Home Christian News 3,500-Year-Old Tablet Once Purchased by Hobby Lobby Now Returned to Iraq

3,500-Year-Old Tablet Once Purchased by Hobby Lobby Now Returned to Iraq

gilgamesh dream tablet

After a 30-year “epic” adventure worthy of its protagonist, the ancient Gilgamesh Dream Tablet is finally on its way back home. The 3,500-year-old tablet, one of the artifacts smuggled out of Iraq after Saddam Hussein’s regime fell, was formally returned at a ceremony last week at the Smithsonian in Washington, D.C.

The 5- by 6-inch tablet, which contains the oldest-known epic poem, changed hands numerous times after it was looted. In 2014, the private craft-supply company Hobby Lobby purchased it for $1.6 million from Christie’s in London. The auction house later claimed it wasn’t aware that documents had been falsified.

Hobby Lobby president Steve Green, who began collecting antiquities to display at his family’s Museum of the Bible in Washington, D.C., has admitted he “trusted the wrong people to guide me, and unwittingly dealt with unscrupulous dealers in those early years.”

Hobby Lobby has cooperated with the U.S. government’s investigations and repatriation efforts. In 2017, the company was fined $3 million for its involvement with the artifacts. Hobby Lobby also has countersued sellers for deception.

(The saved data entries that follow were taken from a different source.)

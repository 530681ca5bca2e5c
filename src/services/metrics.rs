use crate::engine::reconciler::ReconcileOutcome;
use crate::engine::scheduler::{Action, TickReport};
use std::sync::atomic::{AtomicU64, Ordering};

/// Metrics collector for observability
#[derive(Debug, Default)]
pub struct Metrics {
    /// Ticks completed
    pub ticks: AtomicU64,
    /// Candidates seen across all ticks
    pub candidates: AtomicU64,
    /// Provider requests issued (retries not counted)
    pub provider_calls: AtomicU64,
    pub pre_actions: AtomicU64,
    pub start_actions: AtomicU64,
    pub live_polls: AtomicU64,
    pub finish_actions: AtomicU64,
    pub post_actions: AtomicU64,
    pub stuck_recoveries: AtomicU64,
    pub records_inserted: AtomicU64,
    pub records_updated: AtomicU64,
    pub records_deleted: AtomicU64,
    /// Writes refused by the race guard
    pub guard_skips: AtomicU64,
    pub provider_failures: AtomicU64,
    pub store_failures: AtomicU64,
    pub payload_failures: AtomicU64,
    pub other_failures: AtomicU64,
}

impl Metrics {
    pub fn new() -> Self {
        Self::default()
    }

    pub fn inc_provider_calls(&self) {
        self.provider_calls.fetch_add(1, Ordering::Relaxed);
    }

    pub fn inc_stuck_recoveries(&self) {
        self.stuck_recoveries.fetch_add(1, Ordering::Relaxed);
    }

    pub fn inc_action(&self, action: Action) {
        let counter = match action {
            Action::Pre => &self.pre_actions,
            Action::Start => &self.start_actions,
            Action::LivePoll => &self.live_polls,
            Action::Finish => &self.finish_actions,
            Action::Post => &self.post_actions,
            // counted separately in inc_stuck_recoveries
            Action::StuckRecovery => return,
        };
        counter.fetch_add(1, Ordering::Relaxed);
    }

    /// Bucket a failure by [`crate::SyncError::kind`].
    pub fn inc_failure(&self, kind: &str) {
        let counter = match kind {
            "provider_transient" | "provider_rejected" | "rate_limited" => &self.provider_failures,
            "store" => &self.store_failures,
            "malformed_payload" => &self.payload_failures,
            _ => &self.other_failures,
        };
        counter.fetch_add(1, Ordering::Relaxed);
    }

    pub fn record_reconcile(&self, outcome: &ReconcileOutcome) {
        self.records_inserted
            .fetch_add(outcome.inserted as u64, Ordering::Relaxed);
        self.records_updated
            .fetch_add(outcome.updated as u64, Ordering::Relaxed);
        self.records_deleted
            .fetch_add(outcome.deleted, Ordering::Relaxed);
        if outcome.skipped {
            self.guard_skips.fetch_add(1, Ordering::Relaxed);
        }
    }

    pub fn record_tick(&self, report: &TickReport) {
        self.ticks.fetch_add(1, Ordering::Relaxed);
        self.candidates
            .fetch_add(report.candidates as u64, Ordering::Relaxed);
    }

    /// Export metrics in Prometheus format
    pub fn prometheus(&self) -> String {
        let counters: [(&str, &str, &AtomicU64); 17] = [
            ("ticks_total", "Scheduler ticks completed", &self.ticks),
            ("candidates_total", "Candidates evaluated", &self.candidates),
            ("provider_calls_total", "Provider requests issued", &self.provider_calls),
            ("pre_actions_total", "Pre-start fetches", &self.pre_actions),
            ("start_actions_total", "Start fetches", &self.start_actions),
            ("live_polls_total", "Periodic live polls", &self.live_polls),
            ("finish_actions_total", "Finish fetches", &self.finish_actions),
            ("post_actions_total", "Post-match fetches", &self.post_actions),
            ("stuck_recoveries_total", "Entities forced from not started to live", &self.stuck_recoveries),
            ("records_inserted_total", "Event records inserted", &self.records_inserted),
            ("records_updated_total", "Event records updated in place", &self.records_updated),
            ("records_deleted_total", "Retracted event records deleted", &self.records_deleted),
            ("guard_skips_total", "Writes skipped because the entity was live", &self.guard_skips),
            ("provider_failures_total", "Entity ticks failed on the provider", &self.provider_failures),
            ("store_failures_total", "Entity ticks failed on the store", &self.store_failures),
            ("payload_failures_total", "Entity ticks failed on malformed payloads", &self.payload_failures),
            ("other_failures_total", "Entity ticks failed for other reasons", &self.other_failures),
        ];

        let mut out = String::new();
        for (name, help, value) in counters {
            out.push_str(&format!(
                "# HELP fixture_sync_{name} {help}\n# TYPE fixture_sync_{name} counter\nfixture_sync_{name} {}\n\n",
                value.load(Ordering::Relaxed)
            ));
        }
        out
    }
}
pub mod entity;
pub mod occurrence;
pub mod phase;
pub mod poll_state;

pub use entity::*;
pub use occurrence::*;
pub use phase::*;
pub use poll_state::*;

Gilgamesh Dream Tablet Returns to Its Home

At last Thursday’s repatriation ceremony in America’s capital, Stacy White with the U.S. Bureau of Educational and Cultural Affairs said, “The tablet is a treasure to the world, and it will now return to its home.”

Fareed Yasseen, Iraq’s ambassador to the United States, said, “The attachment to our artifacts is so deeply rooted amongst Iraqis.” He added, “Our history is really important to us. Our history is what makes us. We’re an old country, and so you can’t take that from us.”

The Gilgamesh Dream Tablet is one of about 17,000 artifacts that America is returning to Iraq. Audrey Azoulay, director-general of UNESCO, says, “This exceptional restitution is a major victory over those who mutilate heritage and then traffic it to finance violence and terrorism.”

Earlier this year, a federal court in New York ordered the forfeiture of the tablet, which the Justice Department determined had “entered the United States contrary to federal law.” Labels falsely claimed that the shipped packages contained “ceramic tiles.”